Histoire de la BD dans la Nouvelle République : acte 5 Le petit canard, un coup de jeune



Jacques Faizant pour Noël ; Poléon pour la Chandeleur : superbe page Une de février 1949

L’histoire

Les strips muets se sont installés dans les colonnes de la NR. Le quotidien du Centre-Ouest s’étoffe, sa pagination aussi. Un studio Dessin dirigé par un maître du genre, Emile Jacquemin va bientôt imposer des bandes dessinées verticales. En attendant, les services commerciaux de la NR se sont, comme quelques quotidiens de province vont le faire, « mariés » avec les éditions de l’heddomadaire Bonjour Dimanche  qui diffuse un supplément Jeunesse intitulé Le petit canard. Il va exister deux séries de ce magazine BD : l’une allant du 9 juin 1946 au 25 novembre 1948 (129 numéros) ; l’autre du 2 décembre 1948 à août 1949 (32 numéros) dont le nom change légèrement devenant Le petit canard pour les jeunes.

En bas du dessin à droite, la signature de Poleon, le dessinateur qui racontait aussi les aventures du petit Canard en BD avec des bulles. Les phylactères commencent leur longue carrière.

C’est cette seconde série (qui passera de huit à douze pages) que va publier immédiatement et intégralement la Nouvelle République toutes les semaines pendant neuf mois. Inutile d’aller fouiller dans les vieilles malles du grenier de grand-mère : les cotes du BDM (1) sont décourageantes. Deux euros l’exemplaire sur le marché de l’antiquité BD, c’est pas cher payé. Et pourtant, ce supplément, mazette, quel journal !

Les auteurs

Commençons par le commencement. Et par Jean Nohain. Késacko Jean Nohain ? demandent en chœur, Nicolas, Samy et Thierry, la Dream Team de Case Départ. Réponse d’Onc’ Erwann.

Changements à la Une du Petit Canard entre le n°13 et le n°14 : le nom de Jaboune apparaît d’abord tout seul en haut à droite, puis arrive le fameux sens interdit (Interdit aux grandes personnes) qui sera désormais la marque de fabrique de l’hebdo.

Jean-Marie Legrand, dit Jean Nohain, dit Jaboune (1900-1981).

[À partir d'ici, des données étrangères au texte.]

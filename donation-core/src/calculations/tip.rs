//! Tip ("support our work") calculation.
//!
//! The tip is layered on top of the donation base and is derived from the
//! donor's tip selection:
//!
//! | Tip type     | Tip amount                       |
//! |--------------|----------------------------------|
//! | `percentage` | donation base × (tip size / 100) |
//! | `dollar`     | tip size                         |
//!
//! The donation base is the sum of the per-charity allocations in specific
//! mode, or the lump sum in default mode.

use rust_decimal::Decimal;

use crate::calculations::AllocationAggregator;
use crate::models::{AllocationType, FormState, TipType};

/// Derives the tip from its five inputs. Stateless and side-effect free.
pub struct TipResolver;

impl TipResolver {
    /// Pre-tip amount under the form's active allocation mode.
    pub fn donation_base(state: &FormState) -> Decimal {
        match state.allocation_type() {
            AllocationType::Specific => {
                AllocationAggregator::total(state.specific_allocations().values())
            }
            AllocationType::Default => state.basic_donation_amount(),
        }
    }

    /// Tip for a given base and selection.
    pub fn tip_amount(
        donation_base: Decimal,
        tip_type: TipType,
        tip_size: Decimal,
    ) -> Decimal {
        match tip_type {
            TipType::Percentage => donation_base * (tip_size / Decimal::ONE_HUNDRED),
            TipType::Dollar => tip_size,
        }
    }

    /// Tip the form should currently carry.
    pub fn resolve(state: &FormState) -> Decimal {
        Self::tip_amount(
            Self::donation_base(state),
            state.tip_type(),
            state.tip_size(),
        )
    }
}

Avant Nikos Aliagas, avant Guy Lux, avant Jacques Martin, il y a eu Jean Nohain. Animateur radio puis télé (l’émission de variétés Les 36 chandelles), bateleur, découvreur de Fernand Raynaud (comique), parolier de Mireille (chanteuse), symbole des années soixante et de la France « merveilleuse » des trente Glorieuses, il est resté célèbre pour sa bonne bouille et ses expressions du style « bien de chez nous ».

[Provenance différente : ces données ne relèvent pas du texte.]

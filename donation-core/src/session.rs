//! Submission state machine for one form session.
//!
//! ```text
//! Idle ──validated submit──▶ Submitting ──Confirmed──────────────▶ Success
//!   ▲                            │
//!   └──offline instructions / gateway failure / timeout──────────┘
//! ```
//!
//! A failed attempt leaves nothing behind: the error is returned once and
//! the session is back in `Idle`. Nothing is retried automatically.

use std::time::Duration;

use thiserror::Error;
use tracing::{info, warn};

use crate::calculations::{SubmissionValidator, ValidationError};
use crate::models::{CharityCatalog, FormState};
use crate::submission::{SubmissionError, SubmissionGateway, SubmissionOutcome};

#[derive(Debug, Clone, Copy, Default, PartialEq, Eq)]
pub enum SubmissionStatus {
    /// Form is interactive.
    #[default]
    Idle,
    /// Waiting on the payment collaborator; submit is disabled.
    Submitting,
    /// Terminal: the thank-you view replaces the form.
    Success,
}

#[derive(Debug, Error, PartialEq, Eq)]
pub enum SubmitError {
    #[error(transparent)]
    Invalid(#[from] ValidationError),

    #[error("submission failed: {0}")]
    Failed(#[from] SubmissionError),

    #[error("a submission is already in progress")]
    InProgress,

    #[error("this donation has already been submitted")]
    AlreadyCompleted,
}

/// Owns the form for one visit and tracks where its submission stands.
#[derive(Debug, Clone)]
pub struct DonationSession {
    form: FormState,
    status: SubmissionStatus,
    validator: SubmissionValidator,
}

impl DonationSession {
    /// Starts a session with a fresh form over `catalog`.
    pub fn new(catalog: &CharityCatalog) -> Self {
        Self::from_form(FormState::new(catalog))
    }

    pub fn from_form(form: FormState) -> Self {
        Self {
            form,
            status: SubmissionStatus::Idle,
            validator: SubmissionValidator::new(),
        }
    }

    pub fn form(&self) -> &FormState {
        &self.form
    }

    /// Mutable access to the form, only while it is interactive.
    pub fn form_mut(&mut self) -> Option<&mut FormState> {
        match self.status {
            SubmissionStatus::Idle => Some(&mut self.form),
            SubmissionStatus::Submitting | SubmissionStatus::Success => None,
        }
    }

    pub fn status(&self) -> SubmissionStatus {
        self.status
    }

    /// Runs the validator without changing state.
    pub fn validate(&self) -> Result<(), ValidationError> {
        self.validator.validate(&self.form)
    }

    /// Validates and moves `Idle -> Submitting`, returning the snapshot to
    /// hand to the gateway.
    ///
    /// # Errors
    ///
    /// * [`SubmitError::Invalid`] if the form fails validation (stays `Idle`).
    /// * [`SubmitError::InProgress`] / [`SubmitError::AlreadyCompleted`] if
    ///   the session is not `Idle`.
    pub fn begin_submit(&mut self) -> Result<FormState, SubmitError> {
        match self.status {
            SubmissionStatus::Idle => {}
            SubmissionStatus::Submitting => return Err(SubmitError::InProgress),
            SubmissionStatus::Success => return Err(SubmitError::AlreadyCompleted),
        }

        self.validate()?;
        self.status = SubmissionStatus::Submitting;
        info!(total = %self.form.total(), "submission started");
        Ok(self.form.clone())
    }

    /// Applies the gateway's answer to a submission begun with
    /// [`begin_submit`](Self::begin_submit).
    ///
    /// `Confirmed` ends the session in `Success`; offline instructions and
    /// failures return it to `Idle`.
    pub fn complete_submit(
        &mut self,
        result: Result<SubmissionOutcome, SubmissionError>,
    ) -> Result<SubmissionOutcome, SubmitError> {
        if self.status != SubmissionStatus::Submitting {
            warn!(status = ?self.status, "completion received with no submission in flight");
        }

        match result {
            Ok(outcome @ SubmissionOutcome::Confirmed { .. }) => {
                self.status = SubmissionStatus::Success;
                info!(reference = outcome.reference(), "donation confirmed");
                Ok(outcome)
            }
            Ok(outcome @ SubmissionOutcome::RequiresOfflineInstructions { .. }) => {
                self.status = SubmissionStatus::Idle;
                info!(
                    reference = outcome.reference(),
                    "donation awaiting offline payment"
                );
                Ok(outcome)
            }
            Err(error) => {
                self.status = SubmissionStatus::Idle;
                warn!(%error, "submission failed");
                Err(SubmitError::Failed(error))
            }
        }
    }

    /// Validates, hands the snapshot to `gateway`, and waits at most
    /// `timeout` for its answer.
    pub async fn submit(
        &mut self,
        gateway: &dyn SubmissionGateway,
        timeout: Duration,
    ) -> Result<SubmissionOutcome, SubmitError> {
        let snapshot = self.begin_submit()?;

        let result = match tokio::time::timeout(timeout, gateway.submit(&snapshot)).await {
            Ok(result) => result,
            Err(_elapsed) => Err(SubmissionError::TimedOut(timeout)),
        };

        self.complete_submit(result)
    }
}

Mais Jean Nohain a été aussi écrivain de livres pour la jeunesse et éditeur avant-guerre de l’hebdomadaire de BD, Benjamin – qu’il avait fondé – dans lequel vont travailler entre autres Alain Saint-Ogan avec Zig et Puce et notre ami Erik. Benjamin est d’ailleurs considéré comme l’ancêtre de Cœurs Vaillants. Grosse activité BD pour Jean Nohain donc, également éditeur, après guerre donc, de ce Bonjour Dimanche dont la NR va publier le supplément pour les jeunes lecteurs. Son nom apparaît d’ailleurs sur la page Une de l’hebdo tamponné Nouvelle République : rédacteur en chef, Jaboune.

Jaboune ne détestait pas se mettre en scène. Ici avec deux gamins à la radio. A l’époque Jean Nohain, que les téléspectateurs des années 60 ont connu parfaitement chauve avait encore quelques poils sur le caillou.

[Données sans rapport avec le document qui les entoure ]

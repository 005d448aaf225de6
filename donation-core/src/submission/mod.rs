//! The boundary to the payment collaborator.
//!
//! A [`SubmissionGateway`] receives a finalized [`FormState`](crate::FormState)
//! snapshot and reports whether the donation was confirmed or needs offline
//! (bank transfer) instructions. Gateways are created from a
//! [`GatewayConfig`] through a [`GatewayRegistry`].

pub mod gateway;
pub mod mock;
pub mod registry;

pub use gateway::{SubmissionError, SubmissionGateway, SubmissionOutcome};
pub use mock::{BANK_TRANSFER_INSTRUCTIONS, MockGateway, MockGatewayFactory};
pub use registry::{GatewayConfig, GatewayFactory, GatewayRegistry};
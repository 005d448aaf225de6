use serde::{Deserialize, Serialize};

/// Country preselected on a new form.
pub const DEFAULT_COUNTRY: &str = "Australia";

/// Donor identity fields collected by the personal details section.
///
/// Format checks (email shape, postcode shape) belong to the presentation
/// layer; the core only requires the fields to be non-empty.
#[derive(Debug, Clone, PartialEq, Eq, Serialize, Deserialize)]
pub struct PersonalDetails {
    pub first_name: String,
    pub last_name: String,
    pub email: String,
    pub postcode: String,
    pub country: String,
}

impl Default for PersonalDetails {
    fn default() -> Self {
        Self {
            first_name: String::new(),
            last_name: String::new(),
            email: String::new(),
            postcode: String::new(),
            country: DEFAULT_COUNTRY.to_string(),
        }
    }
}

impl PersonalDetails {
    /// Names of the required fields that are blank after trimming, in form order.
    pub fn missing_fields(&self) -> Vec<&'static str> {
        [
            ("first name", &self.first_name),
            ("last name", &self.last_name),
            ("email", &self.email),
            ("postcode", &self.postcode),
        ]
        .into_iter()
        .filter(|(_, value)| value.trim().is_empty())
        .map(|(name, _)| name)
        .collect()
    }
}

/// Opt-ins carried through to submission unchanged.
#[derive(Debug, Clone, PartialEq, Eq, Serialize, Deserialize)]
pub struct CommunicationPreferences {
    pub subscribe_to_updates: bool,
    pub subscribe_to_newsletter: bool,
    pub connect_to_community: bool,
    /// Code from the referral catalog, if the donor picked one.
    pub referral_source: Option<String>,
}

impl Default for CommunicationPreferences {
    fn default() -> Self {
        Self {
            subscribe_to_updates: true,
            subscribe_to_newsletter: false,
            connect_to_community: false,
            referral_source: None,
        }
    }
}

La couverture du Totorix de Jaboune et Poléon édité par Calmann-Lévy en 1952.

Louis Lempereur dit… Poléon (of course !). Superbegraphiste au style rond présent en page Une du Petit Canard (dont il dessine les aventures). Avec son complice Jean Nohain, il est surtout connu (des spécialistes !) pour avoir crée, notamment dans les colonnes du Petit Canard, puis en album chez Calmann-Lévy en 1952, Les aventures de Totorix le petit Gaulois. L’une des premières s’intitulait : « Les Romains seraient-ils les plus forts ? » Par Toutatis ! Suivez mon regard : la légende dit qu’il n’est pas impossible que le Totorix en question ait inspiré un certain Astérix, quelques années plus tard. Décidément, la BD dans la NR mène à tout. Et ce n’est pas fini !

Si le colonel Broum avait les honneurs de la dernière page dans on intégralité, Faizant donnait aussi dans le strip en quelques images à l’intérieur avec son Monsieur Pluche.

Jacques Faizant (1918-2006). Repéré par Jean Nohain (décidément !) quand il avait quinze ans, celui qui deviendra le caricaturiste le plus célèbre du général de Gaulle et de Marianne à la Une du Figaro, a commencé sa carrière comme dessinateur de BD dans Le Petit Canard en 1946. Eh oui ! En dernière page de l’hebdomadaire, (même s’il a illustré quelques pages Unes comme celle de Noël 1947), il avait implanté son héros, le Colonel Broume (et ses amis Boudoche et Patapoum) avant de tirer sa révérence dans le n°39 de juin 1949.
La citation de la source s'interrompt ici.